I knew I had a problem, but it was a problem that no one took seriously when I told them (except my mom, but she’s a health nut; give her an inch of admission of unhealthy eating and she’ll take a mile), because I possess a resilient body that showed none of this abuse. I’m sure it would take years for a form as strong as mine to start breaking down under the sugar intake, for sugar is a slow-working poison, but no less a poison. I had (and have) a muscular, slender figure, so if I started saying that I was worried about sugar, people would be all “Psssh, you’ve got nothing to worry about.” And I’d be like, People, it’s not about my body (just yet), it’s about the fact that I have an addiction and this is bad.
So I fasted from sugar for 40 days. It was interesting. I didn’t go into heavy physical withdrawls, to my surprise and interest, but I was often psychologically pained by the refusal of freely offered sugar. No more sweet coffee drinks at Starbucks. No more doughnuts at church in the mornings. No more cakes or cookies at parties. No more desserts. No more stopping to get ice cream with Dad. It was painful in a small, constant way. Rather painful.

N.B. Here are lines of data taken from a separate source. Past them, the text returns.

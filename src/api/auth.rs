//! Request authorization.
//!
//! The raw `Authorization` header carries either the admin key or a nightline's API key.
//! It is resolved once per request into an [`Authorization`] that handlers match on.

use crate::api::AppState;
use crate::api::error::{ApiError, ApiResult};
use crate::core::{api_key, nightline};
use crate::entities::NightlineModel;
use async_trait::async_trait;
use axum::extract::FromRequestParts;
use axum::http::header;
use axum::http::request::Parts;
use tracing::{debug, warn};

/// Who is calling.
#[derive(Debug, Clone, Copy, PartialEq, Eq)]
pub enum Authorization {
    /// Presented the admin key
    Admin,
    /// Presented the key of the nightline with this id
    Owner(i32),
    /// Presented a key nobody owns
    Unauthorized,
}

impl Authorization {
    /// Resolves a presented key.
    pub async fn resolve(state: &AppState, presented: &str) -> ApiResult<Self> {
        if state
            .admin_api_key
            .as_deref()
            .is_some_and(|admin| admin == presented)
        {
            return Ok(Self::Admin);
        }
        match api_key::authenticate(&*state.db, presented).await? {
            Some(owner) => Ok(Self::Owner(owner.id)),
            None => Ok(Self::Unauthorized),
        }
    }

    /// Fails unless the caller is the admin.
    pub const fn require_admin(self) -> ApiResult<()> {
        match self {
            Self::Admin => Ok(()),
            Self::Owner(_) | Self::Unauthorized => Err(ApiError::Forbidden),
        }
    }

    /// Loads `name` if the caller may act on it: the admin for every nightline, an owner
    /// only for its own. Unknown nightlines are 404 for the admin and 403 otherwise.
    pub async fn nightline(self, state: &AppState, name: &str) -> ApiResult<NightlineModel> {
        match self {
            Self::Admin => Ok(nightline::require_nightline(&*state.db, name).await?),
            Self::Owner(id) => match nightline::get_nightline(&*state.db, name).await? {
                Some(target) if target.id == id => Ok(target),
                _ => {
                    warn!("Key of nightline {} used for '{}'", id, name);
                    Err(ApiError::Forbidden)
                }
            },
            Self::Unauthorized => Err(ApiError::Forbidden),
        }
    }
}

#[async_trait]
impl FromRequestParts<AppState> for Authorization {
    type Rejection = ApiError;

    async fn from_request_parts(parts: &mut Parts, state: &AppState) -> ApiResult<Self> {
        let Some(value) = parts.headers.get(header::AUTHORIZATION) else {
            debug!("Request without Authorization header");
            return Err(ApiError::MissingAuthorization);
        };
        let Ok(presented) = value.to_str() else {
            return Ok(Self::Unauthorized);
        };
        Self::resolve(state, presented.trim()).await
    }
}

The most striking moment of all of Lent, for me, was when I made brownies. It was Father Carlos’ birthday, and I decided to make brownies for him. A batch of mint chip, and a batch of mocha. It was a strange experience, standing there with my mouth watering, my brain reeling, just rinsing thick chocolate batter off of spatulas and spoons, never once licking a thing. Smelling the warm chocolaty scent filling the kitchen and house, with overtones of coffee and mint. Pulling it out and letting it cool, cutting it into squares and brushing away all the crumbs, not tasting a one. Minutely grace for minutely need. Man shall not live by bread alone. I can do all things through Christ, which strengthens me. I can do all things through Christ. I can do all things. I can. Christ. I can. Christ!
It was ethereal. I felt waves of need wracking my body–a lick, a bite, a little bit–and I let them roll through me like earthquakes. I felt so calm; even as my body was screaming, I was surfing my own desire like a 30-foot wave, saying, I see you. I hear you. I feel you. You’re not getting your way. And that’s okay. Because I have what my spirit needs. I have what my spirit wants. I have more in this painful moment than sugar could ever give me, than surrender could ever gain me. Contrary to what you feel, my flesh, contrary even to what you may think, my mind, I have everything. I have everything.
The moment was laborious, painful, and even mundane, yet somehow also thick with glory. It was, I might say, divine.
I’m planning on staying my hand from sugar once again, this year. The addiction has been reasserting itself of late–and I want to die to it. And besides that, I have have a minutely need, but I have been failing to minutely remember it; I long for the constantly pressing consciousness of my dependence on my Lord. It’s not easy, but it’s good.